//! Placement of the fourteen major stars.
//!
//! 紫微 is looked up from the bureau and lunar day; 天府 mirrors it across
//! the 寅–申 axis. The Ziwei series then runs backward around the ring
//! from 紫微 and the Tianfu series runs forward from 天府.

use std::collections::BTreeMap;

use serde::Serialize;

use crate::birth::validate_day;
use crate::bureau::Bureau;
use crate::error::ZiweiError;
use crate::star::{StarId, StarInstance};
use crate::stem_branch::Branch;
use crate::tables::{TIANFU_SERIES, ZIWEI_SERIES, ZIWEI_TABLE, ZIWEI_TIANFU_AXIS_SUM};

/// Star instances grouped by the branch they occupy.
pub type StarMap = BTreeMap<Branch, Vec<StarInstance>>;

/// Branches of the two anchor stars.
#[derive(Debug, Clone, Copy, PartialEq, Eq, Hash, Serialize)]
pub struct AnchorPlacement {
    pub ziwei: Branch,
    pub tianfu: Branch,
}

/// Branch of 天府 for a given 紫微 branch.
pub const fn tianfu_from_ziwei(ziwei: Branch) -> Branch {
    Branch::from_index((ZIWEI_TIANFU_AXIS_SUM + 12 - ziwei.index()) % 12)
}

/// Place 紫微 and 天府.
pub fn place_ziwei_and_tianfu(bureau: Bureau, lunar_day: u8) -> Result<AnchorPlacement, ZiweiError> {
    let day = validate_day(lunar_day)?;
    let ziwei = ZIWEI_TABLE
        .get((bureau.value() - 2) as usize)
        .and_then(|row| row.get((day - 1) as usize))
        .copied()
        .ok_or_else(|| {
            ZiweiError::configuration(format!("no ziwei entry for {bureau} day {day}"))
        })?;
    let tianfu = tianfu_from_ziwei(ziwei);
    tracing::debug!(%bureau, day, %ziwei, %tianfu, "placed anchor stars");
    Ok(AnchorPlacement { ziwei, tianfu })
}

/// Place all fourteen major stars from the anchor branches.
pub fn place_major_stars(ziwei: Branch, tianfu: Branch) -> StarMap {
    let mut map = StarMap::new();
    for (star, steps) in ZIWEI_SERIES {
        insert_star(&mut map, ziwei.offset(-(steps as i32)), star);
    }
    for (star, steps) in TIANFU_SERIES {
        insert_star(&mut map, tianfu.offset(steps as i32), star);
    }
    map
}

/// Append `star` at `branch`, rated for that branch.
pub fn insert_star(map: &mut StarMap, branch: Branch, star: StarId) {
    map.entry(branch).or_default().push(StarInstance::at(star, branch));
}

/// Merge `other` into `into`, keeping each branch's existing stars first.
pub fn merge_star_maps(into: &mut StarMap, other: StarMap) {
    for (branch, stars) in other {
        into.entry(branch).or_default().extend(stars);
    }
}

/// Branch holding `star`, if placed.
pub fn find_star(map: &StarMap, star: StarId) -> Option<Branch> {
    map.iter()
        .find(|(_, stars)| stars.iter().any(|s| s.star == star))
        .map(|(b, _)| *b)
}
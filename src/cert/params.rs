use std::fmt;

use bon::Builder;
use const_oid::ObjectIdentifier;
use der::asn1::{Any, PrintableStringRef, SetOfVec, Utf8StringRef};
use time::Duration;
use time::OffsetDateTime;
use x509_cert::attr::AttributeTypeAndValue;
use x509_cert::name::{RdnSequence, RelativeDistinguishedName};

use super::extensions::ToAndFromX509Extension;
pub use crate::cert::extensions::ExtendedKeyUsageOption;
use crate::error::{Result, SelfCertError};
use crate::key::PublicKey;

/// Default lifetime of an issued certificate.
pub const DEFAULT_VALIDITY_DAYS: u32 = 365;

/// Longest accepted lifetime, roughly one hundred years.
pub const MAX_VALIDITY_DAYS: u32 = 36_500;

/// Parameters for building an X.509 certificate.
///
/// # Fields
/// * `subject` - The distinguished name of the certificate subject.
/// * `subject_public_key` - The public key of the certificate subject.
/// * `usages` - A list of extended key usage options.
/// * `extensions` - Additional X.509 extensions.
#[derive(Clone, Debug, Builder)]
pub struct CertificationRequestInfo {
    pub subject: DistinguishedName,
    pub subject_public_key: PublicKey,
    #[builder(default)]
    pub usages: Vec<ExtendedKeyUsageOption>,
    #[builder(default)]
    pub extensions: Vec<ExtensionParam>,
}

/// A single-attribute distinguished name, `CN=<common_name>`.
#[derive(Clone, Debug, Default, PartialEq, Eq, Hash)]
pub struct DistinguishedName {
    pub common_name: String,
}

impl DistinguishedName {
    pub fn new(common_name: impl Into<String>) -> Self {
        Self {
            common_name: common_name.into(),
        }
    }

    /// Converts the distinguished name to an X.509 name holding one UTF8String CN.
    pub fn as_x509_name(&self) -> Result<x509_cert::name::DistinguishedName> {
        let value = Any::encode_from(&Utf8StringRef::new(&self.common_name)?)?;
        let attribute = AttributeTypeAndValue {
            oid: const_oid::db::rfc4519::CN,
            value,
        };
        let rdn = RelativeDistinguishedName(SetOfVec::try_from(vec![attribute])?);
        Ok(RdnSequence(vec![rdn]))
    }

    /// Reads the common name out of an X.509 name.
    ///
    /// Accepts UTF8String and PrintableString values; other attributes are ignored.
    pub fn from_x509_name(x509dn: &x509_cert::name::DistinguishedName) -> Result<Self> {
        for rdn in x509dn.0.iter() {
            for attr in rdn.0.iter() {
                if attr.oid != const_oid::db::rfc4519::CN {
                    continue;
                }
                let common_name = attr
                    .value
                    .decode_as::<String>()
                    .or_else(|_| {
                        attr.value
                            .decode_as::<PrintableStringRef<'_>>()
                            .map(|s| s.to_string())
                    })
                    .map_err(|e| {
                        SelfCertError::DecodingError(format!("Unreadable common name: {e}"))
                    })?;
                return Ok(Self { common_name });
            }
        }
        Err(SelfCertError::DecodingError(
            "Name has no common name attribute".to_string(),
        ))
    }
}

impl fmt::Display for DistinguishedName {
    fn fmt(&self, f: &mut fmt::Formatter<'_>) -> fmt::Result {
        write!(f, "CN={}", self.common_name)
    }
}

/// Certificate validity period.
///
/// # Fields
/// * `not_before` - The start of the validity period.
/// * `not_after` - The end of the validity period.
#[derive(Clone, Debug, PartialEq, Eq)]
pub struct Validity {
    pub not_before: OffsetDateTime,
    pub not_after: OffsetDateTime,
}

impl Validity {
    /// Creates a validity period starting now for the given number of days.
    ///
    /// Both bounds are truncated to whole seconds, the precision of UTCTime.
    /// A lifetime that ends past the representable calendar is `ConfigInvalid`.
    pub fn for_days(days: u32) -> Result<Self> {
        let now = OffsetDateTime::now_utc();
        let now = OffsetDateTime::from_unix_timestamp(now.unix_timestamp())
            .map_err(|e| SelfCertError::CertificateError(e.to_string()))?;
        let not_after = now
            .checked_add(Duration::days(i64::from(days)))
            .ok_or_else(|| {
                SelfCertError::ConfigInvalid(format!("validity of {days} days is out of range"))
            })?;
        Ok(Self {
            not_before: now,
            not_after,
        })
    }
}

/// Represents an X.509 extension.
///
/// # Fields
/// * `oid` - The object identifier of the extension.
/// * `critical` - Indicates if the extension is critical.
/// * `value` - The DER-encoded value of the extension.
#[derive(Clone, Debug)]
pub struct ExtensionParam {
    pub oid: ObjectIdentifier,
    pub critical: bool,
    /// DER-encoded extension value
    pub value: Vec<u8>,
}

impl ExtensionParam {
    /// Creates an `ExtensionParam` from a specific extension.
    pub fn from_extension<E: ToAndFromX509Extension>(extension: E, critical: bool) -> Result<Self> {
        Ok(Self {
            oid: E::OID,
            critical,
            value: extension.to_x509_extension_value()?,
        })
    }

    /// Decodes an `ExtensionParam` into a specific extension.
    pub fn to_extension<E: ToAndFromX509Extension>(&self) -> Result<E> {
        E::from_x509_extension_value(&self.value)
    }
}
//! # selfcert - Self-Signed Certificate Issuance in Pure Rust
//!
//! selfcert issues a self-signed X.509 certificate and writes it to disk as
//! PKCS#12 (`.pfx`), DER (`.cer`) or PEM, together with a three-line summary
//! record. It is built entirely on rustcrypto libraries; no OpenSSL is needed
//! at runtime.
//!
//! ## Fixed Parameters
//!
//! - **Key**: RSA, 4096 bits, exportable
//! - **Signature**: SHA-256 with RSA (PKCS#1 v1.5)
//! - **Validity**: 365 days from issuance unless configured otherwise
//! - **Subject / Issuer**: `CN=<name>`
//!
//! ## Output Layout
//!
//! | Export | Output | Files left in the output directory                 |
//! |--------|--------|----------------------------------------------------|
//! | pfx    | native | `<name>.pfx`, `SSLInfo.txt`                        |
//! | cer    | native | `<name>.cer`, `SSLInfo.txt`                        |
//! | pfx    | pem    | `<name>.pem`, `privkey.pem`, `SSLInfo.txt`         |
//! | cer    | pem    | `<name>.pem`, `privkey.pem`, `SSLInfo.txt`         |
//!
//! `SSLInfo.txt` holds the certificate path, the private key path (empty line
//! when no key file exists) and the expiration date as `MM/dd/yyyy`.
//!
//! ## Quick Start
//!
//! ```rust,no_run
//! use selfcert::{config, issuance::CertificateIssuer, store::FileStore};
//!
//! # fn main() -> Result<(), selfcert::error::SelfCertError> {
//! let settings = config::parse_config(
//!     "Certificate.Name = test-cert\n\
//!      Certificate.Format = pfx\n\
//!      Certificate.OutputFormat = pem\n\
//!      Certificate.Password = Secr3t!\n\
//!      Certificate.Path = /tmp/certs\n",
//! )?;
//! let request = settings.into_request()?;
//!
//! let mut issuer = CertificateIssuer::new(FileStore::new("/tmp/certs/.store"));
//! let issuance = issuer.issue(&request)?;
//! println!("{}", issuance.summary);
//! # Ok(())
//! # }
//! ```
//!
//! ## Error Handling
//!
//! Every failure is terminal and surfaces as a [`error::SelfCertError`]:
//!
//! ```rust
//! use selfcert::{error::SelfCertError, export::ExportFormat};
//!
//! match "der".parse::<ExportFormat>() {
//!     Ok(format) => println!("exporting as {format}"),
//!     Err(SelfCertError::InvalidExportFormat(value)) => println!("unsupported format {value}"),
//!     Err(e) => println!("Other error: {}", e),
//! }
//! ```
//!
//! ## Module Organization
//!
//! - [`issuance`]: The issuance pipeline
//! - [`request`]: The immutable issuance request
//! - [`config`]: Key/value configuration loading
//! - [`key`]: RSA key generation, import/export and signing
//! - [`cert`]: Certificate model, parameters and extensions
//! - [`issuer`]: Certificate signing
//! - [`export`]: PKCS#12, DER and PEM codecs and file writes
//! - [`store`]: Certificate trust stores
//! - [`summary`]: The summary record
//! - [`error`]: Error types
//! - [`tbs_certificate`]: Low-level certificate structure manipulation

pub mod cert;
pub mod config;
pub mod error;
pub mod export;
pub mod issuance;
pub mod issuer;
pub mod key;
pub mod request;
pub mod store;
pub mod summary;
pub mod tbs_certificate;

== Problem requirements ==
Each line from the top of the entries above through the line containing "let ziwei = ZIWEI_TABLE" must be transcribed exactly, and no other line may appear.

== Written solution ==
//! Placement of the fourteen major stars.
//!
//! 紫微 is looked up from the bureau and lunar day; 天府 mirrors it across
//! the 寅–申 axis. The Ziwei series then runs backward around the ring
//! from 紫微 and the Tianfu series runs forward from 天府.

use std::collections::BTreeMap;

use serde::Serialize;

use crate::birth::validate_day;
use crate::bureau::Bureau;
use crate::error::ZiweiError;
use crate::star::{StarId, StarInstance};
use crate::stem_branch::Branch;
use crate::tables::{TIANFU_SERIES, ZIWEI_SERIES, ZIWEI_TABLE, ZIWEI_TIANFU_AXIS_SUM};

/// Star instances grouped by the branch they occupy.
pub type StarMap = BTreeMap<Branch, Vec<StarInstance>>;

/// Branches of the two anchor stars.
#[derive(Debug, Clone, Copy, PartialEq, Eq, Hash, Serialize)]
pub struct AnchorPlacement {
    pub ziwei: Branch,
    pub tianfu: Branch,
}

/// Branch of 天府 for a given 紫微 branch.
pub const fn tianfu_from_ziwei(ziwei: Branch) -> Branch {
    Branch::from_index((ZIWEI_TIANFU_AXIS_SUM + 12 - ziwei.index()) % 12)
}

/// Place 紫微 and 天府.
pub fn place_ziwei_and_tianfu(bureau: Bureau, lunar_day: u8) -> Result<AnchorPlacement, ZiweiError> {
    let day = validate_day(lunar_day)?;
    let ziwei = ZIWEI_TABLE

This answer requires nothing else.